= Standing Peachtree =

Neighborhood of Atlanta, Georgia

Standing Peachtree was a Muscogee village and the closest Indian settlement to what is now the Buckhead area of Atlanta, Georgia. It was located where Peachtree Creek flows into the Chattahoochee River, in today's Paces neighborhood. It was located in the borderlands of the Cherokee and Muscogee nations. It is referred to in several documents dating as far back as 1782.

==Etymology==
Standing Peachtree's name is an accurate preservation of its native Muscogee Indian name, Pakanahuili.
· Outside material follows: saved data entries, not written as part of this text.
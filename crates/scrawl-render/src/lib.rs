//! Scrawl Render Library
//!
//! A retained [`DisplayList`] that the engine paints into, and renderers
//! that turn it into output. SVG is always available; the Vello backend is
//! behind the `vello-renderer` feature.

mod display_list;
mod renderer;
mod svg;

#[cfg(feature = "vello-renderer")]
mod vello_impl;

pub use display_list::DisplayList;
pub use renderer::{RenderContext, RenderResult, Renderer, RendererError};
pub use svg::SvgRenderer;

#[cfg(feature = "vello-renderer")]
pub use vello_impl::VelloRenderer;
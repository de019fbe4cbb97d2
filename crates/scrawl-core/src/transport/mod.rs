//! Transport collaborator.
//!
//! A narrow pub/sub contract: publish an event, poll for received ones, and
//! say whether the channel is usable yet. Delivery is best effort: messages
//! may be duplicated, arrive out of order across event types, or be lost.
//!
//! Adapters:
//! - [`LoopbackTransport`]: in-process bus, echoes to every subscriber.
//! - [`RelayTransport`] (native): WebSocket client for `scrawl-relay`.

mod loopback;
#[cfg(not(target_arch = "wasm32"))]
mod relay;

pub use loopback::{LoopbackBus, LoopbackTransport};
#[cfg(not(target_arch = "wasm32"))]
pub use relay::RelayTransport;

use serde_json::Value;
use thiserror::Error;

/// Transport failures. None of these stop the engine; the router logs and
/// carries on locally.
#[derive(Debug, Clone, PartialEq, Eq, Error)]
pub enum TransportError {
    #[error("Transport is not ready")]
    NotReady,
    #[error("Transport is closed")]
    Closed,
    #[error("Invalid relay URL: {0}")]
    InvalidUrl(String),
    #[error("Send failed: {0}")]
    Send(String),
}

/// A received event, not yet decoded.
#[derive(Debug, Clone, PartialEq)]
pub struct Inbound {
    pub event: String,
    pub payload: Value,
}

impl Inbound {
    pub fn new(event: impl Into<String>, payload: Value) -> Self {
        Self {
            event: event.into(),
            payload,
        }
    }
}

/// Pub/sub channel shared by every participant of a session.
pub trait Transport {
    /// Whether `emit` can be called. Polling may change the answer.
    fn is_ready(&self) -> bool;

    /// Publish an event. Fire and forget.
    fn emit(&mut self, event: &str, payload: Value) -> Result<(), TransportError>;

    /// Drain events received since the last poll (non-blocking).
    fn poll(&mut self) -> Vec<Inbound>;
}
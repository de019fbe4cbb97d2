//! Expiry scheduler.
//!
//! Expiry is a local, per-client cleanup: each client removes records whose
//! `expires_at` has passed by its own clock, and never broadcasts it. The
//! scheduler is a single deadline that the session pumps with
//! [`ExpiryScheduler::fire`]; switching cadence replaces the deadline instead
//! of stacking timers.

use crate::actor::Actor;
use crate::clock::Timestamp;
use crate::config::SessionConfig;
use crate::drawing::{DrawingId, DrawingRecord};
use crate::policy::SessionPolicy;
use crate::store::DrawingStore;
use crate::surface::DrawSurface;
use std::time::Duration;

/// Sweep rate.
#[derive(Debug, Clone, Copy, PartialEq, Eq, Default)]
pub enum Cadence {
    /// Normal operation.
    #[default]
    Slow,
    /// While timed erase is active.
    Fast,
}

/// Periodic sweep deadline.
#[derive(Debug, Clone)]
pub struct ExpiryScheduler {
    slow: Duration,
    fast: Duration,
    cadence: Cadence,
    /// `None` while stopped.
    next_due: Option<Timestamp>,
}

impl ExpiryScheduler {
    pub fn new(slow: Duration, fast: Duration) -> Self {
        Self {
            slow,
            fast,
            cadence: Cadence::Slow,
            next_due: None,
        }
    }

    pub fn from_config(config: &SessionConfig) -> Self {
        Self::new(config.slow_sweep_interval(), config.fast_sweep_interval())
    }

    /// Start (or restart) sweeping at the given cadence.
    pub fn start(&mut self, now: Timestamp, cadence: Cadence) {
        self.cadence = cadence;
        self.next_due = Some(now.saturating_add(self.interval()));
    }

    /// Switch cadence. A running scheduler gets a fresh deadline at the new
    /// rate; a stopped one stays stopped.
    pub fn reconfigure(&mut self, now: Timestamp, cadence: Cadence) {
        self.cadence = cadence;
        if self.next_due.is_some() {
            self.next_due = Some(now.saturating_add(self.interval()));
        }
    }

    /// Change both intervals, keeping the current cadence.
    pub fn set_intervals(&mut self, now: Timestamp, slow: Duration, fast: Duration) {
        self.slow = slow;
        self.fast = fast;
        self.reconfigure(now, self.cadence);
    }

    /// Stop for good. `fire` returns `false` until the next `start`.
    pub fn stop(&mut self) {
        self.next_due = None;
    }

    pub fn is_running(&self) -> bool {
        self.next_due.is_some()
    }

    pub fn cadence(&self) -> Cadence {
        self.cadence
    }

    pub fn next_due(&self) -> Option<Timestamp> {
        self.next_due
    }

    pub fn interval(&self) -> Duration {
        match self.cadence {
            Cadence::Slow => self.slow,
            Cadence::Fast => self.fast,
        }
    }

    /// Whether a sweep is due at `now`. Re-arms for the next period when it
    /// is.
    pub fn fire(&mut self, now: Timestamp) -> bool {
        match self.next_due {
            Some(due) if now >= due => {
                self.next_due = Some(now.saturating_add(self.interval()));
                true
            }
            _ => false,
        }
    }
}

/// Remove expired records as seen by `actor`.
///
/// While timed erase is active, an actor who may not sweep everything only
/// removes their own records; otherwise every expired record goes.
pub fn sweep<S: DrawSurface>(
    store: &mut DrawingStore<S>,
    now: Timestamp,
    actor: &Actor,
    policy: &SessionPolicy,
    timed_erase: bool,
) -> Vec<DrawingRecord> {
    let own_only = timed_erase && !policy.can_sweep_all(actor);
    let expired: Vec<DrawingId> = store
        .query_expired(now)
        .into_iter()
        .filter(|record| !own_only || record.is_owned_by(&actor.id))
        .map(|record| record.id().clone())
        .collect();

    let removed = store.remove_many(&expired);
    if !removed.is_empty() {
        log::debug!("Expired {} drawing(s)", removed.len());
    }
    removed
}
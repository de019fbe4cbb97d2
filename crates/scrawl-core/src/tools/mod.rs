//! Tool state for the local participant.
//!
//! [`InteractionState`] is the arm / draw / commit state machine. It only
//! deals in geometry: permissions, record building and broadcasting are the
//! session's job.

use crate::color::RgbColor;
use crate::drawing::{
    BoxGeometry, DrawingStyle, Geometry, LineTexture, StrokeGeometry, SymbolGeometry, SymbolSize,
    SymbolType,
};
use kurbo::{Point, Vec2};
use serde::{Deserialize, Serialize};

/// What pointer input produces while armed.
#[derive(Debug, Clone, Copy, PartialEq, Eq, Hash, Default, Serialize, Deserialize)]
#[serde(rename_all = "snake_case")]
pub enum ToolMode {
    #[default]
    Stroke,
    Symbol(SymbolType),
    Box,
}

/// Coarse phase of the interaction.
#[derive(Debug, Clone, Copy, PartialEq, Eq)]
pub enum ToolPhase {
    Idle,
    Armed,
    Drawing,
}

/// A toggle the toolbar may want to highlight.
#[derive(Debug, Clone, Copy, PartialEq, Eq, Hash)]
pub enum ToolOption {
    Mode(ToolMode),
    SymbolSize(SymbolSize),
    Texture(LineTexture),
    TimedErase,
}

/// Style choices applied to the next committed drawing.
#[derive(Debug, Clone, Copy, PartialEq, Eq)]
pub struct ToolSettings {
    pub symbol_size: SymbolSize,
    pub width: u32,
    pub color: RgbColor,
    pub alpha: u8,
    pub texture: LineTexture,
}

impl Default for ToolSettings {
    fn default() -> Self {
        let style = DrawingStyle::default();
        Self {
            symbol_size: SymbolSize::default(),
            width: style.width,
            color: style.color,
            alpha: style.alpha,
            texture: style.texture,
        }
    }
}

impl ToolSettings {
    pub fn style(&self) -> DrawingStyle {
        DrawingStyle {
            width: self.width,
            color: self.color,
            alpha: self.alpha,
            texture: self.texture,
        }
    }
}

/// Accumulated input for a stroke or box that has not been committed yet.
#[derive(Debug, Clone, PartialEq)]
enum InProgress {
    Stroke { anchor: Point, points: Vec<Vec2> },
    Box { anchor: Point, corner: Option<Point> },
}

impl InProgress {
    fn start(mode: ToolMode, at: Point) -> Option<Self> {
        match mode {
            ToolMode::Stroke => Some(InProgress::Stroke {
                anchor: at,
                points: vec![Vec2::ZERO],
            }),
            ToolMode::Box => Some(InProgress::Box { anchor: at, corner: None }),
            ToolMode::Symbol(_) => None,
        }
    }

    /// Feed a pointer position. Returns whether anything changed.
    fn push(&mut self, at: Point) -> bool {
        match self {
            InProgress::Stroke { anchor, points } => {
                let offset = at - *anchor;
                if points.last() == Some(&offset) {
                    return false;
                }
                points.push(offset);
                true
            }
            InProgress::Box { corner, .. } => {
                if *corner == Some(at) {
                    return false;
                }
                *corner = Some(at);
                true
            }
        }
    }

    fn geometry(&self) -> Option<Geometry> {
        match self {
            InProgress::Stroke { anchor, points } => StrokeGeometry::new(*anchor, points.clone())
                .ok()
                .map(Geometry::Stroke),
            InProgress::Box { anchor, corner } => {
                let corner = (*corner)?;
                BoxGeometry::new(*anchor, corner).ok().map(Geometry::Box)
            }
        }
    }
}

/// Local arm / draw / commit state machine.
///
/// `Idle` → `Armed` on [`arm`](Self::arm); `Armed` → `Drawing` on the first
/// pointer move in stroke or box mode; `Drawing` → `Armed` on pointer-up and
/// → `Idle` on [`disarm`](Self::disarm), both of which commit.
#[derive(Debug, Clone, Default)]
pub struct InteractionState {
    armed: bool,
    mode: ToolMode,
    in_progress: Option<InProgress>,
    last_pointer: Option<Point>,
}

impl InteractionState {
    pub fn new(mode: ToolMode) -> Self {
        Self {
            mode,
            ..Self::default()
        }
    }

    pub fn is_armed(&self) -> bool {
        self.armed
    }

    pub fn mode(&self) -> ToolMode {
        self.mode
    }

    pub fn phase(&self) -> ToolPhase {
        match (self.armed, &self.in_progress) {
            (false, _) => ToolPhase::Idle,
            (true, None) => ToolPhase::Armed,
            (true, Some(_)) => ToolPhase::Drawing,
        }
    }

    pub fn is_drawing(&self) -> bool {
        self.in_progress.is_some()
    }

    /// Last finite pointer position seen, armed or not.
    pub fn last_pointer(&self) -> Option<Point> {
        self.last_pointer
    }

    /// Switch mode. Returns `true` if an in-progress stroke or box was
    /// discarded.
    pub fn set_mode(&mut self, mode: ToolMode) -> bool {
        if self.mode == mode {
            return false;
        }
        self.mode = mode;
        self.cancel()
    }

    /// Arm the tool. Arming while already drawing discards the stroke.
    /// Returns `true` if something was discarded.
    pub fn arm(&mut self) -> bool {
        let discarded = self.cancel();
        self.armed = true;
        discarded
    }

    /// Disarm, committing any in-progress stroke or box first.
    pub fn disarm(&mut self) -> Option<Geometry> {
        let committed = self.commit();
        self.armed = false;
        committed
    }

    /// Disarm and drop any in-progress stroke or box.
    pub fn disarm_without_commit(&mut self) {
        self.in_progress = None;
        self.armed = false;
    }

    /// Throw away any in-progress stroke or box. Returns whether there was one.
    pub fn cancel(&mut self) -> bool {
        self.in_progress.take().is_some()
    }

    /// Pointer moved to a world position. Returns `true` if the in-progress
    /// shape (or the symbol preview position) changed.
    pub fn pointer_moved(&mut self, at: Point) -> bool {
        if !at.is_finite() {
            log::debug!("Dropping non-finite pointer position");
            return false;
        }
        let moved = self.last_pointer != Some(at);
        self.last_pointer = Some(at);
        if !self.armed {
            return false;
        }
        if let Some(in_progress) = &mut self.in_progress {
            return in_progress.push(at);
        }
        match InProgress::start(self.mode, at) {
            Some(started) => {
                self.in_progress = Some(started);
                true
            }
            None => moved,
        }
    }

    /// Pointer pressed. In symbol mode this is the commit point and the
    /// stamp position is returned; otherwise it acts as a move.
    pub fn pointer_down(&mut self, at: Point) -> Option<Point> {
        if !at.is_finite() {
            log::debug!("Dropping non-finite pointer position");
            return None;
        }
        match self.mode {
            ToolMode::Symbol(_) => {
                self.last_pointer = Some(at);
                self.armed.then_some(at)
            }
            ToolMode::Stroke | ToolMode::Box => {
                self.pointer_moved(at);
                None
            }
        }
    }

    /// Pointer released: commit the current stroke or box, stay armed.
    pub fn pointer_up(&mut self, at: Point) -> Option<Geometry> {
        if self.in_progress.is_none() {
            return None;
        }
        self.pointer_moved(at);
        self.commit()
    }

    /// End the current stroke or box. Under-specified input (fewer than two
    /// distinct points) is discarded and yields `None`.
    pub fn commit(&mut self) -> Option<Geometry> {
        let mut in_progress = self.in_progress.take()?;
        if let Some(at) = self.last_pointer {
            in_progress.push(at);
        }
        let geometry = in_progress.geometry();
        if geometry.is_none() {
            log::debug!("Discarding under-specified {:?}", self.mode);
        }
        geometry
    }

    /// Geometry to show as a translucent preview, if any.
    pub fn preview(&self, symbol_size: SymbolSize) -> Option<Geometry> {
        if !self.armed {
            return None;
        }
        match (&self.in_progress, self.mode) {
            (Some(in_progress), _) => in_progress.geometry(),
            (None, ToolMode::Symbol(symbol)) => {
                let at = self.last_pointer?;
                SymbolGeometry::new(at, symbol, symbol_size).ok().map(Geometry::Symbol)
            }
            (None, _) => None,
        }
    }
}

#[cfg(test)]
mod tests {
    use super::*;

    fn stroke_points(geometry: &Geometry) -> Vec<(f64, f64)> {
        match geometry {
            Geometry::Stroke(stroke) => stroke.points().iter().map(|v| (v.x, v.y)).collect(),
            other => panic!("expected stroke, got {other:?}"),
        }
    }

    #[test]
    fn test_phases() {
        let mut state = InteractionState::default();
        assert_eq!(state.phase(), ToolPhase::Idle);
        state.arm();
        assert_eq!(state.phase(), ToolPhase::Armed);
        state.pointer_moved(Point::new(1.0, 1.0));
        assert_eq!(state.phase(), ToolPhase::Drawing);
        state.disarm();
        assert_eq!(state.phase(), ToolPhase::Idle);
    }

    #[test]
    fn test_moves_while_disarmed_only_track_pointer() {
        let mut state = InteractionState::default();
        assert!(!state.pointer_moved(Point::new(3.0, 4.0)));
        assert!(!state.is_drawing());
        assert_eq!(state.last_pointer(), Some(Point::new(3.0, 4.0)));
    }

    #[test]
    fn test_stroke_relative_to_anchor() {
        let mut state = InteractionState::default();
        state.arm();
        state.pointer_moved(Point::new(5.0, 5.0));
        state.pointer_moved(Point::new(15.0, 5.0));
        state.pointer_moved(Point::new(15.0, 15.0));
        let geometry = state.disarm().unwrap();
        assert_eq!(stroke_points(&geometry), vec![(0.0, 0.0), (10.0, 0.0), (10.0, 10.0)]);
        match geometry {
            Geometry::Stroke(stroke) => assert_eq!(stroke.anchor(), Point::new(5.0, 5.0)),
            _ => unreachable!(),
        }
    }

    #[test]
    fn test_duplicate_points_skipped() {
        let mut state = InteractionState::default();
        state.arm();
        state.pointer_moved(Point::new(0.0, 0.0));
        assert!(state.pointer_moved(Point::new(1.0, 0.0)));
        assert!(!state.pointer_moved(Point::new(1.0, 0.0)));
        let geometry = state.disarm().unwrap();
        assert_eq!(stroke_points(&geometry).len(), 2);
    }

    #[test]
    fn test_single_point_commit_is_noop() {
        let mut state = InteractionState::default();
        state.arm();
        state.pointer_moved(Point::new(2.0, 2.0));
        assert!(state.disarm().is_none());
        assert!(!state.is_drawing());
    }

    #[test]
    fn test_non_finite_dropped() {
        let mut state = InteractionState::default();
        state.arm();
        state.pointer_moved(Point::new(0.0, 0.0));
        assert!(!state.pointer_moved(Point::new(f64::NAN, 1.0)));
        assert!(!state.pointer_moved(Point::new(1.0, f64::INFINITY)));
        assert_eq!(state.last_pointer(), Some(Point::new(0.0, 0.0)));
        assert!(state.disarm().is_none());
    }

    #[test]
    fn test_box_uses_latest_corner() {
        let mut state = InteractionState::new(ToolMode::Box);
        state.arm();
        state.pointer_moved(Point::new(10.0, 10.0));
        state.pointer_moved(Point::new(20.0, 30.0));
        state.pointer_moved(Point::new(40.0, 50.0));
        match state.disarm() {
            Some(Geometry::Box(b)) => {
                assert_eq!(b.start(), Point::new(10.0, 10.0));
                assert_eq!(b.end(), Point::new(40.0, 50.0));
            }
            other => panic!("expected box, got {other:?}"),
        }
    }

    #[test]
    fn test_box_needs_second_corner() {
        let mut state = InteractionState::new(ToolMode::Box);
        state.arm();
        state.pointer_moved(Point::new(10.0, 10.0));
        assert!(state.preview(SymbolSize::Medium).is_none());
        assert!(state.disarm().is_none());
    }

    #[test]
    fn test_pointer_up_commits_and_stays_armed() {
        let mut state = InteractionState::default();
        state.arm();
        state.pointer_down(Point::new(0.0, 0.0));
        state.pointer_moved(Point::new(4.0, 0.0));
        let geometry = state.pointer_up(Point::new(8.0, 0.0)).unwrap();
        assert_eq!(stroke_points(&geometry), vec![(0.0, 0.0), (4.0, 0.0), (8.0, 0.0)]);
        assert_eq!(state.phase(), ToolPhase::Armed);
        assert!(state.pointer_up(Point::new(9.0, 0.0)).is_none());
    }

    #[test]
    fn test_symbol_commits_on_down() {
        let mut state = InteractionState::new(ToolMode::Symbol(SymbolType::Dot));
        assert!(state.pointer_down(Point::new(1.0, 1.0)).is_none());
        state.arm();
        assert!(!state.is_drawing());
        assert_eq!(state.pointer_down(Point::new(7.0, 8.0)), Some(Point::new(7.0, 8.0)));
        assert_eq!(state.phase(), ToolPhase::Armed);
    }

    #[test]
    fn test_symbol_preview_follows_pointer() {
        let mut state = InteractionState::new(ToolMode::Symbol(SymbolType::Plus));
        state.pointer_moved(Point::new(1.0, 1.0));
        assert!(state.preview(SymbolSize::Small).is_none());
        state.arm();
        assert!(state.pointer_moved(Point::new(5.0, 5.0)));
        match state.preview(SymbolSize::Small) {
            Some(Geometry::Symbol(s)) => assert_eq!(s.at(), Point::new(5.0, 5.0)),
            other => panic!("expected symbol preview, got {other:?}"),
        }
    }

    #[test]
    fn test_rearm_cancels_stroke() {
        let mut state = InteractionState::default();
        state.arm();
        state.pointer_moved(Point::new(0.0, 0.0));
        state.pointer_moved(Point::new(5.0, 0.0));
        assert!(state.arm());
        assert_eq!(state.phase(), ToolPhase::Armed);
    }

    #[test]
    fn test_mode_change_cancels() {
        let mut state = InteractionState::default();
        state.arm();
        state.pointer_moved(Point::new(0.0, 0.0));
        assert!(state.set_mode(ToolMode::Box));
        assert!(!state.is_drawing());
        assert!(!state.set_mode(ToolMode::Box));
    }

    #[test]
    fn test_settings_style() {
        let settings = ToolSettings {
            width: 9,
            texture: LineTexture::Dotted,
            ..ToolSettings::default()
        };
        let style = settings.style();
        assert_eq!(style.width, 9);
        assert_eq!(style.texture, LineTexture::Dotted);
    }
}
Some sources claim that "peachtree" is a corruption of "pitch tree", a supposed reference to pine trees from which pitch could be obtained. However, there is no evidence for the "pitch tree" name from before the 20th century, while "Standing Peachtree" can be traced back to the 18th century.

==Peachtree Street==
Standing Peachtree was the end of the Muscogee Peachtree Trail, which ran from near Toccoa to just south of what is now Piedmont Hospital in Buckhead. (A marker now stands there at the corner of Peachtree St. and Palisades Rd.) At this junction the path split. One branch went to Standing Peachtree (Pace's Ferry and Moore's Mill roads were built along this path). The other branch ran southwards towards what is now Five Points in Downtown Atlanta. Thus, much of Atlanta's main street, Peachtree Street follows the earlier Indian path.

==Fort Peachtree==
Fort Peachtree was built here in 1812. Later known as Fort Gilmer, it was connected to Fort Daniel at Hog Mountain in what is now Gwinnett County, by a path which came to be known as Old Peachtree Road. The Muskogee ceded the land that is now Metro Atlanta in 1821 as part of a series of coerced treaties that systematically removed tribal nations from Georgia. Standing Peachtree thus ceased its role as tribal trading post. It was established as the first post office in the newly established DeKalb County, preceding Decatur (the area would later become part of Fulton County). Montgomery's Ferry (later DeFoor's Ferry) across the river opened at Standing Peachtree in 1837 and the area soon became better known by that name. The post office closed in 1842.